They want our kids to pretend that they’re the CEO of a juice company, and they need to figure out whether to make more cranberry juice or more grape juice according to a number of contraints. Maybe they’ll do the linear programming themselves, or maybe they’ll plug it into a computer. In any case, these sorts of highly contextualized, so-called real world problems are, in researched fact, a bad, bad, bad idea. Not only do they not interest most children—most children are not, nor do they dream of being the CEO of a juice company—these sorts of problems actually hinder transfer of abstract principles and problem solving structures to other types of problems and disciplines. What does go, however, are abstract relationships.

With a little practice and a lot of thought, it’s not hard to come up with motivating questions that live soley within the realm of mathematics. There’s no need to introduce confusing and distracting details from the physical world.

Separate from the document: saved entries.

use std::sync::Arc;

use axum::{
    extract::State,
    http::{header, HeaderMap},
    Extension, Json,
};
use nscat_runner::{run_pipeline, RunContext};
use percent_encoding::{utf8_percent_encode, AsciiSet, NON_ALPHANUMERIC};
use serde::Serialize;

use super::{ApiError, AppState};
use crate::middleware::{RequestId, RunKey};

/// RFC 3986 unreserved characters stay literal.
const QUERY_VALUE: &AsciiSet = &NON_ALPHANUMERIC.remove(b'-').remove(b'.').remove(b'_').remove(b'~');

#[derive(Debug, Serialize)]
#[serde(rename_all = "camelCase")]
pub(super) struct RunResponse {
    ok: bool,
    run_id: String,
    csv_count: usize,
    csv_files: Vec<String>,
    file_urls: Vec<String>,
    /// Manufacturers whose CSV could not be written.
    skipped: Vec<String>,
    run_log: String,
}

/// `scheme://host` of the request as the caller addressed it. The scheme is
/// `https` only when a proxy says so through `X-Forwarded-Proto`.
pub(super) fn public_base_url(headers: &HeaderMap) -> String {
    let https = headers
        .get("x-forwarded-proto")
        .and_then(|v| v.to_str().ok())
        .and_then(|v| v.split(',').next())
        .is_some_and(|proto| proto.trim().eq_ignore_ascii_case("https"));
    let host = headers
        .get(header::HOST)
        .and_then(|v| v.to_str().ok())
        .filter(|h| !h.is_empty())
        .unwrap_or("localhost");
    format!("{}://{host}", if https { "https" } else { "http" })
}

pub(super) fn file_url(base: &str, name: &str, key: &RunKey) -> String {
    format!(
        "{base}/files?name={}&key={}",
        utf8_percent_encode(name, QUERY_VALUE),
        utf8_percent_encode(key.as_str(), QUERY_VALUE)
    )
}

pub(super) async fn run(
    State(state): State<AppState>,
    Extension(req_id): Extension<RequestId>,
    headers: HeaderMap,
) -> Result<Json<RunResponse>, ApiError> {
    let _running = state.run_lock.lock().await;
    let ctx = RunContext::new(Arc::clone(&state.config));
    let _run_log = state.attach_run_log(&ctx);
    tracing::info!(request_id = %req_id.0, run_id = %ctx.run_id, "run requested");

    let summary = run_pipeline(&ctx).await.map_err(|e| {
        ApiError::internal(e.to_string())
            .with("runId", &ctx.run_id)
            .with("runLog", ctx.run_log_name())
    })?;

    let base = public_base_url(&headers);
    let csv_files: Vec<String> = summary
        .csv_files()
        .iter()
        .filter_map(|f| f.path.file_name())
        .map(|n| n.to_string_lossy().into_owned())
        .collect();
    let file_urls = csv_files
        .iter()
        .map(|name| file_url(&base, name, &state.key))
        .collect();

    Ok(Json(RunResponse {
        ok: true,
        run_id: summary.run_id.clone(),
        csv_count: csv_files.len(),
        csv_files,
        file_urls,
        skipped: summary
            .export
            .failures
            .iter()
            .map(|f| f.group.clone())
            .collect(),
        run_log: ctx.run_log_name(),
    }))
}
//! Parsing of the delimited-text wholesale price dataset (`getCsv`).

use csv::ReaderBuilder;
use nscat_core::CsvRow;

use crate::endpoint::Endpoint;
use crate::error::SupplierError;

/// Picks the delimiter occurring most often in the header line.
///
/// Ties prefer `;`, then tab, then `,`.
#[must_use]
pub fn detect_delimiter(header_line: &str) -> u8 {
    let count = |c: char| header_line.matches(c).count();
    let (semi, tab, comma) = (count(';'), count('\t'), count(','));
    let max = semi.max(tab).max(comma);
    if max == semi {
        b';'
    } else if max == tab {
        b'\t'
    } else {
        b','
    }
}

/// Parses CSV text into rows keyed by trimmed header names.
///
/// Blank lines are skipped. Rows shorter than the header get `None` for
/// the missing cells; surplus cells are ignored.
///
/// # Errors
///
/// Returns [`SupplierError::DataFormat`] when the header line is empty or
/// the text is not readable as CSV.
pub fn parse_csv_rows(body: &str) -> Result<Vec<CsvRow>, SupplierError> {
    let endpoint = Endpoint::WholesaleCsv.name();
    let body = body.strip_prefix('\u{feff}').unwrap_or(body);
    let header_line = body
        .lines()
        .find(|l| !l.trim().is_empty())
        .unwrap_or_default();
    if header_line.trim().is_empty() {
        return Err(SupplierError::data_format(endpoint, "empty CSV header", body));
    }

    let mut reader = ReaderBuilder::new()
        .delimiter(detect_delimiter(header_line))
        .has_headers(true)
        .flexible(true)
        .from_reader(body.as_bytes());

    let headers: Vec<String> = reader
        .headers()
        .map_err(|e| SupplierError::data_format(endpoint, format!("unreadable CSV header: {e}"), body))?
        .iter()
        .map(|h| h.trim().to_owned())
        .collect();

    let mut rows = Vec::new();
    for result in reader.records() {
        let record = result
            .map_err(|e| SupplierError::data_format(endpoint, format!("unreadable CSV row: {e}"), body))?;
        if record.iter().all(|cell| cell.trim().is_empty()) {
            continue;
        }
        let cells = headers
            .iter()
            .enumerate()
            .map(|(idx, header)| (header.clone(), record.get(idx).map(ToOwned::to_owned)))
            .collect();
        rows.push(CsvRow::new(cells));
    }

    tracing::debug!(rows = rows.len(), columns = headers.len(), "parsed wholesale CSV");
    Ok(rows)
}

But, if you must, I could see the addition of more mathematics into the school day. What if we had two math classes, but disguised one of them as “real-world problem solving”? Then we wouldn’t have to compromise learning how to think through problems in an abstracted way that promotes the formation and understanding of relationships, and we’d have a venue for an integrated approach science, math, and technology with applications that is so hot nowadays.

Anyway, I’m meeting with the author sometime next week to talk about these sorts of issues in person. I’ll let you know how it goes.

Teachers in the New Capitalism

After reading my first post about the effects of the New Capitalism on education, Liz kindly sent me this article on the changing conception of career with regard to teaching from the Phi Delta Kappan. As I had mentioned before, onece upon a time, people choose a job for life. Indeed this is the case with the retiring class of teachers today, but those who are replacing them fall into three categories: the lifers, the explorers, and the capstoners. The first group wants to stay in teaching for a long time; the second sees teaching as a springboard to other things, but are still serious about education while they’re there; and the third have already done other things, are probably late along in life, and want to retire into teaching. In 2001 it was projected that we’d need about 2.1 million more teachers than we already had by 2010. I’m not sure what the numbers are now, but I’d find it hard to believe that many qualified, elementary and secondary school educators just walked onto the scene. So it’s important that we invite and make use of all three types of people. The trick, then, is how to keep them once we’ve got them, and how to make them into good teachers.

For a moment, let’s pretend that the new lifers, the teachers who decided in third grade that what he wanted to do was teach, went to a teaching school, has full certification, and loves and wants to teach forever are the standard. [Of course I take great issue with the way math teachers are trained; but for now, I’ll hold those gripes aside.] The explorers aren’t sure they want to teach long-term, but they know they want to teach for a few years. These are the folks programs like Teach for America and the Massachusetts $20,000 signing bonus for new teachers—article on its limitations here—are after. I’m a bit weary of this lot. Most of them don’t stick around; many know that they’re going on to graduate and med school after a few years. They don’t have the time, experience, or training to be good teachers. And while they are usually very serious about their work, the reality of the situation is a bit bleak. After two years of working for Teach for America, volunteers bring raise their students on average from the 14th percentile the 17th. That’s not an awful lot. Even if we pick our teachers from an newly graduated, Ivy-league educated pool, studies have shown that merely being an expert in your field doesn’t make you an expert teacher in your field. [This is shocking, I know.] That’s why pedagogical training is so important. Knowing the facts is one thing; knowing how to teach those facts is another.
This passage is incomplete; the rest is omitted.